Return each record shown below exactly, with none omitted.

++++ Information supplied

//! Plugin registry: load-order resolution, lifecycle, and action dispatch
//! through every plugin's reducer.

use std::sync::mpsc::TryRecvError;

use crate::core::{DependencyResolver, ResolveError};

use super::interaction::InteractionError;
use super::plugin::{Capabilities, Plugin, PluginContext};
use super::{action_bus, Action, ActionReceiver, AppState, DispatchHandle, DispatchResult, Store};

#[derive(Debug)]
pub enum RegistryError {
    DuplicatePlugin(String),
    Resolve(ResolveError),
    CapabilityAlreadyPublished(&'static str),
    MissingCapability(&'static str),
    Interaction(InteractionError),
    AlreadyInitialized,
}

impl std::fmt::Display for RegistryError {
    fn fmt(&self, f: &mut std::fmt::Formatter<'_>) -> std::fmt::Result {
        match self {
            RegistryError::DuplicatePlugin(id) => {
                write!(f, "plugin '{}' registered twice", id)
            }
            RegistryError::Resolve(e) => write!(f, "load order: {}", e),
            RegistryError::CapabilityAlreadyPublished(name) => {
                write!(f, "capability '{}' published twice", name)
            }
            RegistryError::MissingCapability(name) => {
                write!(f, "capability '{}' not published by any dependency", name)
            }
            RegistryError::Interaction(e) => write!(f, "interaction setup: {}", e),
            RegistryError::AlreadyInitialized => write!(f, "registry already initialized"),
        }
    }
}

impl std::error::Error for RegistryError {}

impl From<ResolveError> for RegistryError {
    fn from(e: ResolveError) -> Self {
        RegistryError::Resolve(e)
    }
}

impl From<InteractionError> for RegistryError {
    fn from(e: InteractionError) -> Self {
        RegistryError::Interaction(e)
    }
}

pub struct PluginRegistry {
    store: Store,
    plugins: Vec<Box<dyn Plugin>>,
    ids: Vec<String>,
    load_order: Vec<usize>,
    capabilities: Capabilities,
    dispatch_handle: DispatchHandle,
    actions: ActionReceiver,
    initialized: bool,
    destroyed: bool,
}

impl PluginRegistry {
    pub fn new(initial: AppState) -> Self {
        let (dispatch_handle, actions) = action_bus();
        Self {
            store: Store::new(initial),
            plugins: Vec::new(),
            ids: Vec::new(),
            load_order: Vec::new(),
            capabilities: Capabilities::default(),
            dispatch_handle,
            actions,
            initialized: false,
            destroyed: false,
        }
    }

    pub fn register(&mut self, plugin: Box<dyn Plugin>) -> Result<(), RegistryError> {
        if self.initialized {
            return Err(RegistryError::AlreadyInitialized);
        }
        let id = plugin.descriptor().id;
        if self.ids.iter().any(|existing| *existing == id) {
            return Err(RegistryError::DuplicatePlugin(id));
        }
        self.ids.push(id);
        self.plugins.push(plugin);
        Ok(())
    }

    /// Resolves the dependency graph and initializes every plugin in load
    /// order. Any configuration error aborts the whole startup.
    pub fn initialize(&mut self) -> Result<(), RegistryError> {
        if self.initialized {
            return Err(RegistryError::AlreadyInitialized);
        }
        let mut resolver = DependencyResolver::new();
        for plugin in &self.plugins {
            let descriptor = plugin.descriptor();
            resolver.add_node(descriptor.id, descriptor.dependencies);
        }
        let order = resolver.resolve_load_order()?;
        self.load_order = order
            .iter()
            .filter_map(|id| self.ids.iter().position(|known| known == id))
            .collect();
        self.initialized = true;

        for index in self.load_order.clone() {
            let mut ctx = PluginContext {
                dispatch: self.dispatch_handle.clone(),
                capabilities: &mut self.capabilities,
                state: self.store.state(),
            };
            self.plugins[index].init(&mut ctx)?;
        }
        tracing::info!(order = ?order, "plugins initialized");
        Ok(())
    }

    /// Routes the action through each plugin's reducer in load order, then
    /// notifies every plugin of the `(prev, next)` state pair if anything
    /// changed.
    pub fn dispatch(&mut self, action: Action) -> DispatchResult {
        if self.destroyed {
            return DispatchResult::unchanged();
        }
        let prev = self.store.state().clone();
        let mut result = DispatchResult::unchanged();
        for index in self.load_order.clone() {
            let (changed, effects) = self.plugins[index].reduce(self.store.state_mut(), &action);
            result.state_changed |= changed;
            result.effects.extend(effects);
        }
        if result.state_changed {
            let next = self.store.state().clone();
            for index in self.load_order.clone() {
                self.plugins[index].on_store_updated(&prev, &next);
            }
        }
        result
    }

    /// Drains every action queued on the bus since the last pump.
    pub fn pump(&mut self) -> DispatchResult {
        let mut merged = DispatchResult::unchanged();
        loop {
            match self.actions.try_recv() {
                Ok(action) => {
                    let result = self.dispatch(action);
                    merged.merge(result);
                }
                Err(TryRecvError::Empty) | Err(TryRecvError::Disconnected) => break,
            }
        }
        merged
    }

    pub fn dispatch_handle(&self) -> DispatchHandle {
        self.dispatch_handle.clone()
    }

    pub fn capabilities(&self) -> &Capabilities {
        &self.capabilities
    }

    pub fn state(&self) -> &AppState {
        self.store.state()
    }

    /// Plugin ids in resolved load order; empty before `initialize`.
    pub fn load_order(&self) -> Vec<&str> {
        self.load_order
            .iter()
            .map(|index| self.ids[*index].as_str())
            .collect()
    }

    /// Destroys plugins in reverse load order. Idempotent; also runs on
    /// drop. Dispatch becomes a no-op afterwards.
    pub fn destroy(&mut self) {
        if self.destroyed {
            return;
        }
        self.destroyed = true;
        for index in self.load_order.clone().into_iter().rev() {
            self.plugins[index].destroy();
        }
        tracing::info!("plugin registry destroyed");
    }

    pub fn is_destroyed(&self) -> bool {
        self.destroyed
    }
}

impl Drop for PluginRegistry {
    fn drop(&mut self) {
        self.destroy();
    }
}

#[cfg(test)]
#[path = "../../tests/unit/kernel/registry.rs"]
mod tests;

++++++++

■ **Solution for this problem**:
//! Plugin registry: load-order resolution, lifecycle, and action dispatch
//! through every plugin's reducer.

use std::sync::mpsc::TryRecvError;

use crate::core::{DependencyResolver, ResolveError};

use super::interaction::InteractionError;
use super::plugin::{Capabilities, Plugin, PluginContext};
use super::{action_bus, Action, ActionReceiver, AppState, DispatchHandle, DispatchResult, Store};

#[derive(Debug)]
pub enum RegistryError {
    DuplicatePlugin(String),
    Resolve(ResolveError),
    CapabilityAlreadyPublished(&'static str),
    MissingCapability(&'static str),
    Interaction(InteractionError),
    AlreadyInitialized,
}

impl std::fmt::Display for RegistryError {
    fn fmt(&self, f: &mut std::fmt::Formatter<'_>) -> std::fmt::Result {
        match self {
            RegistryError::DuplicatePlugin(id) => {
                write!(f, "plugin '{}' registered twice", id)
            }
            RegistryError::Resolve(e) => write!(f, "load order: {}", e),
            RegistryError::CapabilityAlreadyPublished(name) => {
                write!(f, "capability '{}' published twice", name)
            }
            RegistryError::MissingCapability(name) => {
                write!(f, "capability '{}' not published by any dependency", name)
            }
            RegistryError::Interaction(e) => write!(f, "interaction setup: {}", e),
            RegistryError::AlreadyInitialized => write!(f, "registry already initialized"),
        }
    }
}

impl std::error::Error for RegistryError {}

impl From<ResolveError> for RegistryError {
    fn from(e: ResolveError) -> Self {
        RegistryError::Resolve(e)
    }
}

impl From<InteractionError> for RegistryError {
    fn from(e: InteractionError) -> Self {
        RegistryError::Interaction(e)
    }
}

pub struct PluginRegistry {
    store: Store,
    plugins: Vec<Box<dyn Plugin>>,
    ids: Vec<String>,
    load_order: Vec<usize>,
    capabilities: Capabilities,
    dispatch_handle: DispatchHandle,
    actions: ActionReceiver,
    initialized: bool,
    destroyed: bool,
}

impl PluginRegistry {
    pub fn new(initial: AppState) -> Self {
        let (dispatch_handle, actions) = action_bus();
        Self {
            store: Store::new(initial),
            plugins: Vec::new(),
            ids: Vec::new(),
            load_order: Vec::new(),
            capabilities: Capabilities::default(),
            dispatch_handle,
            actions,
            initialized: false,
            destroyed: false,
        }
    }

    pub fn register(&mut self, plugin: Box<dyn Plugin>) -> Result<(), RegistryError> {
        if self.initialized {
            return Err(RegistryError::AlreadyInitialized);
        }
        let id = plugin.descriptor().id;
        if self.ids.iter().any(|existing| *existing == id) {
            return Err(RegistryError::DuplicatePlugin(id));
        }
        self.ids.push(id);
        self.plugins.push(plugin);
        Ok(())
    }

    /// Resolves the dependency graph and initializes every plugin in load
    /// order. Any configuration error aborts the whole startup.
    pub fn initialize(&mut self) -> Result<(), RegistryError> {
        if self.initialized {
            return Err(RegistryError::AlreadyInitialized);
        }
        let mut resolver = DependencyResolver::new();
        for plugin in &self.plugins {
            let descriptor = plugin.descriptor();
            resolver.add_node(descriptor.id, descriptor.dependencies);
        }
        let order = resolver.resolve_load_order()?;
        self.load_order = order
            .iter()
            .filter_map(|id| self.ids.iter().position(|known| known == id))
            .collect();
        self.initialized = true;

        for index in self.load_order.clone() {
            let mut ctx = PluginContext {
                dispatch: self.dispatch_handle.clone(),
                capabilities: &mut self.capabilities,
                state: self.store.state(),
            };
            self.plugins[index].init(&mut ctx)?;
        }
        tracing::info!(order = ?order, "plugins initialized");
        Ok(())
    }

    /// Routes the action through each plugin's reducer in load order, then
    /// notifies every plugin of the `(prev, next)` state pair if anything
    /// changed.
    pub fn dispatch(&mut self, action: Action) -> DispatchResult {
        if self.destroyed {
            return DispatchResult::unchanged();
        }
        let prev = self.store.state().clone();
        let mut result = DispatchResult::unchanged();
        for index in self.load_order.clone() {
            let (changed, effects) = self.plugins[index].reduce(self.store.state_mut(), &action);
            result.state_changed |= changed;
            result.effects.extend(effects);
        }
        if result.state_changed {
            let next = self.store.state().clone();
            for index in self.load_order.clone() {
                self.plugins[index].on_store_updated(&prev, &next);
            }
        }
        result
    }

    /// Drains every action queued on the bus since the last pump.
    pub fn pump(&mut self) -> DispatchResult {
        let mut merged = DispatchResult::unchanged();
        loop {
            match self.actions.try_recv() {
                Ok(action) => {
                    let result = self.dispatch(action);
                    merged.merge(result);
                }
                Err(TryRecvError::Empty) | Err(TryRecvError::Disconnected) => break,
            }
        }
        merged
    }

    pub fn dispatch_handle(&self) -> DispatchHandle {
        self.dispatch_handle.clone()
    }

    pub fn capabilities(&self) -> &Capabilities {
        &self.capabilities
    }

    pub fn state(&self) -> &AppState {
        self.store.state()
    }

    /// Plugin ids in resolved load order; empty before `initialize`.
    pub fn load_order(&self) -> Vec<&str> {
        self.load_order
            .iter()
            .map(|index| self.ids[*index].as_str())
            .collect()
    }

    /// Destroys plugins in reverse load order. Idempotent; also runs on
    /// drop. Dispatch becomes a no-op afterwards.
    pub fn destroy(&mut self) {
        if self.destroyed {
            return;
        }
        self.destroyed = true;
        for index in self.load_order.clone().into_iter().rev() {
            self.plugins[index].destroy();
        }
        tracing::info!("plugin registry destroyed");
    }

    pub fn is_destroyed(&self) -> bool {
        self.destroyed
    }
}

impl Drop for PluginRegistry {
    fn drop(&mut self) {
        self.destroy();
    }
}

#[cfg(test)]
#[path = "../../tests/unit/kernel/registry.rs"]
mod tests;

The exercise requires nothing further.